Kory Chavis

Personal information
- Born: Richmond, Virginia, U.S.

Professional wrestling career
- Ring name(s): Kory Chavis Rainman
- Billed height: 6 ft 3 in (1.91 m)
- Billed weight: 224 lb (102 kg)
- Billed from: The Dark City
- Trained by: New Jack Murder One
- Debut: March 1, 1998

= Kory Chavis =

American professional wrestler

Kory Chavis is an American professional wrestler, also known by the ring name Rainman. He works for several independent promotions, including Dragon Gate USA, Full Impact Pro, and Evolve. Chavis wrestled with tag team partner Jon Davis as The Dark City Fight Club , and with Davis is a former co-holder of both the NWA Florida Tag Team Championship and the NWA World Tag Team Championship.

==Early life==
In high school, Chavis played football for one year, and played basketball and participated in wrestling for three years.

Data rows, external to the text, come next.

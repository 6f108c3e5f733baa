//! Time sources
//!
//! Transitionables never step themselves; they read the clock whenever they
//! are sampled. Hosts driving a real frame loop use [`SystemClock`]; tests
//! and offline renderers use [`ManualClock`] to control time exactly.

use std::cell::Cell;
use std::rc::Rc;
use std::time::Instant;

/// A monotonic source of milliseconds
pub trait Clock {
    /// Milliseconds since an arbitrary, fixed origin
    fn now_ms(&self) -> f64;
}

/// Wall-clock time measured from the moment the clock was created
#[derive(Clone, Copy, Debug)]
pub struct SystemClock {
    origin: Instant,
}

impl SystemClock {
    pub fn new() -> Self {
        Self {
            origin: Instant::now(),
        }
    }
}

impl Default for SystemClock {
    fn default() -> Self {
        Self::new()
    }
}

impl Clock for SystemClock {
    fn now_ms(&self) -> f64 {
        self.origin.elapsed().as_secs_f64() * 1000.0
    }
}

/// Manually advanced time shared between clones
///
/// Every clone reads the same underlying time, so a test can hand one clone
/// to a component and keep another to move time forward.
#[derive(Clone, Debug, Default)]
pub struct ManualClock {
    now: Rc<Cell<f64>>,
}

impl ManualClock {
    pub fn new() -> Self {
        Self::default()
    }

    pub fn starting_at(ms: f64) -> Self {
        Self {
            now: Rc::new(Cell::new(ms)),
        }
    }

    pub fn set_ms(&self, ms: f64) {
        self.now.set(ms);
    }

    pub fn advance_ms(&self, ms: f64) {
        self.now.set(self.now.get() + ms);
    }
}

impl Clock for ManualClock {
    fn now_ms(&self) -> f64 {
        self.now.get()
    }
}

impl<C: Clock + ?Sized> Clock for &C {
    fn now_ms(&self) -> f64 {
        (**self).now_ms()
    }
}

impl<C: Clock + ?Sized> Clock for Rc<C> {
    fn now_ms(&self) -> f64 {
        (**self).now_ms()
    }
}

== Professional wrestling career ==
After being trained by New Jack and Murder One in Atlanta, Georgia, Chavis made his professional wrestling debut on March 1, 1998.

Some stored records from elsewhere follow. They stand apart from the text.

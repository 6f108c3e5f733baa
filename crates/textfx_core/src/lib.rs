//! TextFX Core Types
//!
//! Foundational, stateless building blocks shared by the TextFX crates:
//!
//! - **Transform Algebra**: column-major [`Mat4`] with translate, scale,
//!   rotate and skew constructors and matrix multiplication
//! - **Geometry**: [`Vec3`] triples used as animation channel values and
//!   [`Size`] for leaf node dimensions
//! - **Identifiers**: [`NodeId`] handles emitted as render targets
//!
//! # Example
//!
//! ```rust
//! use textfx_core::{Mat4, Vec3};
//!
//! let base = Mat4::translation(15.0, 0.0, 0.0);
//! let pose = Mat4::scale(0.5, 0.5, 0.5).mul(&Mat4::rotation(0.0, 0.0, 0.0));
//! let p = base.mul(&pose).transform_point(Vec3::new(2.0, 0.0, 0.0));
//! assert_eq!(p, Vec3::new(16.0, 0.0, 0.0));
//! ```

pub mod geometry;
pub mod id;
pub mod transform;

pub use geometry::{Size, Vec3};
pub use id::{NodeId, NodeIdGenerator};
pub use transform::Mat4;
//! Command-line interface.
//!
//! Running with no subcommand launches the TUI. A couple of small
//! non-interactive commands exist for scripting and shell setup.

use crate::menu::Catalog;
use clap::{CommandFactory, Parser, Subcommand};
use clap_complete::Shell;
use std::io;
use std::path::PathBuf;

#[derive(Debug, Parser)]
#[command(name = "barcarte", version, about = "A digital bar menu for the terminal")]
pub struct Cli {
    /// Path to a custom menu catalog (TOML); overrides the config file
    #[arg(long, value_name = "FILE")]
    pub menu: Option<PathBuf>,

    /// UI theme: dark, light or nocolor; overrides the config file
    #[arg(long, value_name = "NAME")]
    pub theme: Option<String>,

    /// Disable all UI colors (same as --theme nocolor)
    #[arg(long)]
    pub no_colors: bool,

    #[command(subcommand)]
    pub command: Option<Commands>,
}

#[derive(Debug, Subcommand)]
pub enum Commands {
    /// Generate shell completions
    Completions {
        /// Shell to generate completions for
        #[arg(value_enum)]
        shell: Shell,
    },
    /// Print the menu catalog and exit
    Show,
}

/// Write completions for the given shell to stdout.
pub fn print_completions(shell: Shell) {
    let mut cmd = Cli::command();
    clap_complete::generate(shell, &mut cmd, "barcarte", &mut io::stdout());
}

/// Print the catalog in a plain, grep-friendly layout.
pub fn print_catalog(catalog: &Catalog) {
    for category in &catalog.categories {
        println!("{}", category.label);
        for item in &category.items {
            println!("  {} — {}", item.name, item.ingredient_summary());
        }
        println!();
    }
}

=== Rainman (2001–2007) ===
Chavis quickly began using the name Rainman, and began competing for NWA Wildside. He began teaming with Murder One (Then known as Homicide) as Blackout, and the pair won the NWA Wildside Tag Team Championship by defeating Tony Stradlin and Todd Sexton on August 10, 2001. They won the championship for the second time on November 17, 2001, when they won a four-way match for the championship. Rainman then moved into singles competition in NWA Wildside, and won the NWA Wildside Television Championship on December 28, 2002, by defeating Tony Mamaluke in a tournament. He was the awarded the championship on September 6, 2003, after Jeremy V was stripped of it, to begin his second reign. On March 26, 2005, he won the NWA Wildside Heavyweight Championship for the first time by defeating Ray Gordy and Onyx in a three-way match.

Rainman began competing in Full Impact Pro (FIP) in 2004. On September 24 and 25, he participated in a tournament for the FIP World Heavyweight Championship, defeating Jason Cross and Kahagas before losing to CM Punk in the semi-finals. He continued to compete for FIP throughout the rest of 2004 and 2005, competing against wrestlers including Dan Maff, Azrieal, Sal Rinauro, Samoa Joe, Antonio Banks.

In 2006, Rainman began competing in Combat Zone Wrestling (CZW), and on December 12, at Cage of Death 8, he and Onyx won the CZW World Tag Team Championship by defeating BLK-OUT (Sabian and Robbie Mireno). They held the championship for a month, before losing it back to a different combination of BLK-OUT members, Ruckus and Sabian, at New Year, New Opportunities on January 13, 2007.

=== Kory Chavis (2005–2008) ===
At the end of 2005, Rainman changed his ring name to Kory Chavis in FIP, and became the bodyguard of SoCal Val. He gained the nickname "The Soul Assassin" in early 2006, and continued to wrestle in FIP. He also competed for NWA Anarchy and !Bang! during this time.

In 2008, Chavis made three appearances on Total Nonstop Action Wrestling's Impact! television program, losing to Judas Mesias, Kurt Angle and Matt Morgan.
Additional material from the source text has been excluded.